WORK ITEM -
In the records below, find the line containing "use std::path::PathBuf;" and the line containing "fn query(&self) ->"; please repeat exactly the lines from one to the other, both included, and nothing more.

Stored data
=====
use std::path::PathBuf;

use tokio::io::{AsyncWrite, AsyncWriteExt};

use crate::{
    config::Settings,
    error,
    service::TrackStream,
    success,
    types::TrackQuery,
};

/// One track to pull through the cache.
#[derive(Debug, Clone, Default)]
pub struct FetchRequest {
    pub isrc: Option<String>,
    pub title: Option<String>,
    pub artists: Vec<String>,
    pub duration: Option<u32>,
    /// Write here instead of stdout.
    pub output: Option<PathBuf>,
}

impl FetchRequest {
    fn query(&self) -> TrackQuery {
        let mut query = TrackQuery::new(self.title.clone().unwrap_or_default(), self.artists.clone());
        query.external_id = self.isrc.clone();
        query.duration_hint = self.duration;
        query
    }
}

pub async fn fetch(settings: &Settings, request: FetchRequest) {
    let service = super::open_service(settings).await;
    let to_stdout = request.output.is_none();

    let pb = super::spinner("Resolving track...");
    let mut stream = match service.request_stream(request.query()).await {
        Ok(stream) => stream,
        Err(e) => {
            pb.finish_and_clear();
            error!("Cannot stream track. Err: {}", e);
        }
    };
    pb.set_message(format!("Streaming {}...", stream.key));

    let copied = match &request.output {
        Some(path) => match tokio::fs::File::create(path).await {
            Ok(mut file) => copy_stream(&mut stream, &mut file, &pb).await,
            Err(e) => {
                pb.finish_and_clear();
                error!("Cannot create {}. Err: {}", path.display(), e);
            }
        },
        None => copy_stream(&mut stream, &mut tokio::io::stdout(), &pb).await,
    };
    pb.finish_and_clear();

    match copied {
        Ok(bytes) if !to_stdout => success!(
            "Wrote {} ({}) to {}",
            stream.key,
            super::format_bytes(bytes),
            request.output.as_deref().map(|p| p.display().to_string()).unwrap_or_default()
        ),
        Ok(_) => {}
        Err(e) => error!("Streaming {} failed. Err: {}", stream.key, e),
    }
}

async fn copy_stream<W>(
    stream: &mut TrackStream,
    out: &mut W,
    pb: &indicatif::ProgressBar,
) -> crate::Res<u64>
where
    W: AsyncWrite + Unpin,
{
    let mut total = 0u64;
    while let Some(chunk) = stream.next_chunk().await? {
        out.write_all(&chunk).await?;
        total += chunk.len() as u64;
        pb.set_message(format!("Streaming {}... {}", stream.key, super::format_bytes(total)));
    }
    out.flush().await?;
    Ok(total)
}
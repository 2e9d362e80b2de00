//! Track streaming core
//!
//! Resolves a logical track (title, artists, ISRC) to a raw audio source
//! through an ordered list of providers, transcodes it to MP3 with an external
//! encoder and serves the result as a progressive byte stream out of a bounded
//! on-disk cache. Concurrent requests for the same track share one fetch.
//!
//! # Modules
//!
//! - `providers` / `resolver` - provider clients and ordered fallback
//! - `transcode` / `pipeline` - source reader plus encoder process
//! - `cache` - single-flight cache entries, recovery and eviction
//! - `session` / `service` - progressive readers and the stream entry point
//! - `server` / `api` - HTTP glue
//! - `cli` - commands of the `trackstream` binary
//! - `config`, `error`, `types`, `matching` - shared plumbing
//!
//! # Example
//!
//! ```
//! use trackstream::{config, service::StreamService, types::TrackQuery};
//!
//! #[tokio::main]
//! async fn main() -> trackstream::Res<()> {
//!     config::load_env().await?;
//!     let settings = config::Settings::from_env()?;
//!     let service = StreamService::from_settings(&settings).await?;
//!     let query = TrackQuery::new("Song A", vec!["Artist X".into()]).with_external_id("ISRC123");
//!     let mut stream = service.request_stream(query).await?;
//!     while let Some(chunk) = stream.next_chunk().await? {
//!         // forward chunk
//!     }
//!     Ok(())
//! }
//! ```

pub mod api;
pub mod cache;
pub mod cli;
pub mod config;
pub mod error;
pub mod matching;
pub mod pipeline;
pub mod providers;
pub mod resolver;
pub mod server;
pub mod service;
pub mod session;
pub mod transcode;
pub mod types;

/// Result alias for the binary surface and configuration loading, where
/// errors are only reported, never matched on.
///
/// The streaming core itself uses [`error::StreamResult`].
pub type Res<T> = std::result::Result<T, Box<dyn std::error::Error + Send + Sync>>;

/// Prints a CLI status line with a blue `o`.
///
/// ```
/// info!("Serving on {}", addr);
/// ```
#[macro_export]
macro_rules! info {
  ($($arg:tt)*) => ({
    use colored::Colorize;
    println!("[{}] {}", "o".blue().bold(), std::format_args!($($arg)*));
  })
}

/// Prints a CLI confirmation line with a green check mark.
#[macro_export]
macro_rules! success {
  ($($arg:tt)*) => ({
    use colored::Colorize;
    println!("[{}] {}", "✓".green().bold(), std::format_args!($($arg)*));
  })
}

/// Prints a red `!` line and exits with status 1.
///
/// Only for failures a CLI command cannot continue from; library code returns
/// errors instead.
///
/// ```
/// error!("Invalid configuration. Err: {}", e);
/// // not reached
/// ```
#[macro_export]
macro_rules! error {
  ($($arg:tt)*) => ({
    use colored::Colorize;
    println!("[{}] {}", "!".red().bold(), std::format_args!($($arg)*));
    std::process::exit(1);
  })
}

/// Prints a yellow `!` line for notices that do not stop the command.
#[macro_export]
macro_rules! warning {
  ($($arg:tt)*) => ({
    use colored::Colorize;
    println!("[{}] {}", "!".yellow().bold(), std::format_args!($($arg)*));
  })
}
=====
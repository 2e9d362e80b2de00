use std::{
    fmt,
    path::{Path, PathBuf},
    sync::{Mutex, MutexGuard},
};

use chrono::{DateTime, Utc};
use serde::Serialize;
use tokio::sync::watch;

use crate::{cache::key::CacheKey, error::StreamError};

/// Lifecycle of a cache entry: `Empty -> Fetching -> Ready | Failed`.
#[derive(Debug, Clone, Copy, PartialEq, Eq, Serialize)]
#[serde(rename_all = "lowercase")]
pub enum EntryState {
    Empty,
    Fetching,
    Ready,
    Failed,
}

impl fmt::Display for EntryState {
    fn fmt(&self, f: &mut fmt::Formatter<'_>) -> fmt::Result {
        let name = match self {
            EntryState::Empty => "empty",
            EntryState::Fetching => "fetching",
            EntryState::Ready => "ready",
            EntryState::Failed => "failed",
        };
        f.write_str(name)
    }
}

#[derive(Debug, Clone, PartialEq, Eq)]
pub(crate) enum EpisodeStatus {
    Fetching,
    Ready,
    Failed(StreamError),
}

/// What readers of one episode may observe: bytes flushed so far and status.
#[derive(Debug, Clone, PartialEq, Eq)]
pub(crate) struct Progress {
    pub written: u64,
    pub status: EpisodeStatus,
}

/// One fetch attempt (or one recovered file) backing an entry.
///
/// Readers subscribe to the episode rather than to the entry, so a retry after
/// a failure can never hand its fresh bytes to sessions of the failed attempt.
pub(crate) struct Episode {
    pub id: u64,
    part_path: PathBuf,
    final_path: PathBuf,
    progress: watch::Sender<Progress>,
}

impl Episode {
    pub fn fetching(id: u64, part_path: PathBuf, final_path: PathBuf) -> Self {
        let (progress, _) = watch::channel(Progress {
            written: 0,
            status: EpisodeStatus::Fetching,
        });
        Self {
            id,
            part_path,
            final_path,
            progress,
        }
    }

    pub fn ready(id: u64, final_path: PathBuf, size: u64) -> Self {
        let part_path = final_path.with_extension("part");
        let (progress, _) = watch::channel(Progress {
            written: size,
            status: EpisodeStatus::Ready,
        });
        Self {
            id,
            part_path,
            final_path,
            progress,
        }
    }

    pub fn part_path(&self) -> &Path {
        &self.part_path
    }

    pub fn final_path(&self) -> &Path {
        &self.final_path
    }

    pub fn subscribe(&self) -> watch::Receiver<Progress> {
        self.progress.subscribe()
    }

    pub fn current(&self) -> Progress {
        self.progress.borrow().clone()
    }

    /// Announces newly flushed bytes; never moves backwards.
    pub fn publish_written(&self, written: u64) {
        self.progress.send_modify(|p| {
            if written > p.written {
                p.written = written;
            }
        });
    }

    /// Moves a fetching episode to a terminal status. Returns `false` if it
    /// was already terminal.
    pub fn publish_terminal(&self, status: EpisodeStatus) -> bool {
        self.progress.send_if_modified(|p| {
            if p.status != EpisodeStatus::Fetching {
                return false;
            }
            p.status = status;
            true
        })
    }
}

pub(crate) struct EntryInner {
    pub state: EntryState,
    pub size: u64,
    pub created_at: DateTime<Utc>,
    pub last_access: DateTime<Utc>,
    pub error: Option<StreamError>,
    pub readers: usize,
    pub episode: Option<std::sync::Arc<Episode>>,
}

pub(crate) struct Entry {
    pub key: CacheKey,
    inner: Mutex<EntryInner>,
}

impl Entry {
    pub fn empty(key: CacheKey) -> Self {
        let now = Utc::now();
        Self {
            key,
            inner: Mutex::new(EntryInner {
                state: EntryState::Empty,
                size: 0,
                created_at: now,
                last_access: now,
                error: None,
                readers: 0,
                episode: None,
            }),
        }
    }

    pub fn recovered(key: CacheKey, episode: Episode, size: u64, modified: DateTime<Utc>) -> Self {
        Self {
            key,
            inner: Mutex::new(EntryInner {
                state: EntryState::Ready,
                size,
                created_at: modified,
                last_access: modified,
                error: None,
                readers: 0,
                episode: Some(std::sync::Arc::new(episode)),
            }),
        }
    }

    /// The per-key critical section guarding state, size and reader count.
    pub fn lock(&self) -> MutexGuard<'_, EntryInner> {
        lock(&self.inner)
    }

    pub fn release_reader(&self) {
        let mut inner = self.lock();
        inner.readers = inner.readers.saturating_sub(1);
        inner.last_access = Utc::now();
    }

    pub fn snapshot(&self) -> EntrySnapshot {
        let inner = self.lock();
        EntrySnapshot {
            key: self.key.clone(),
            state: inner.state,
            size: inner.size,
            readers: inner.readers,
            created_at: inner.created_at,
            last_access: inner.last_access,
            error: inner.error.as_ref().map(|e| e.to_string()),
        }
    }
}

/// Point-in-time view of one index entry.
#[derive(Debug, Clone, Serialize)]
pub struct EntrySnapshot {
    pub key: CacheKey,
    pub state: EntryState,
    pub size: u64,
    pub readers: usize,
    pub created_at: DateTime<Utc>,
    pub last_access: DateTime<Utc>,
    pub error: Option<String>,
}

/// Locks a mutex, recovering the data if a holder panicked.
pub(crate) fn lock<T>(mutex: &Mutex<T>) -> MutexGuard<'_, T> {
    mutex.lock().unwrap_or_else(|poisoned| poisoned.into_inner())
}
=====
WRITTEN RESPONSE -
use std::path::PathBuf;

use tokio::io::{AsyncWrite, AsyncWriteExt};

use crate::{
    config::Settings,
    error,
    service::TrackStream,
    success,
    types::TrackQuery,
};

/// One track to pull through the cache.
#[derive(Debug, Clone, Default)]
pub struct FetchRequest {
    pub isrc: Option<String>,
    pub title: Option<String>,
    pub artists: Vec<String>,
    pub duration: Option<u32>,
    /// Write here instead of stdout.
    pub output: Option<PathBuf>,
}

impl FetchRequest {
    fn query(&self) -> TrackQuery {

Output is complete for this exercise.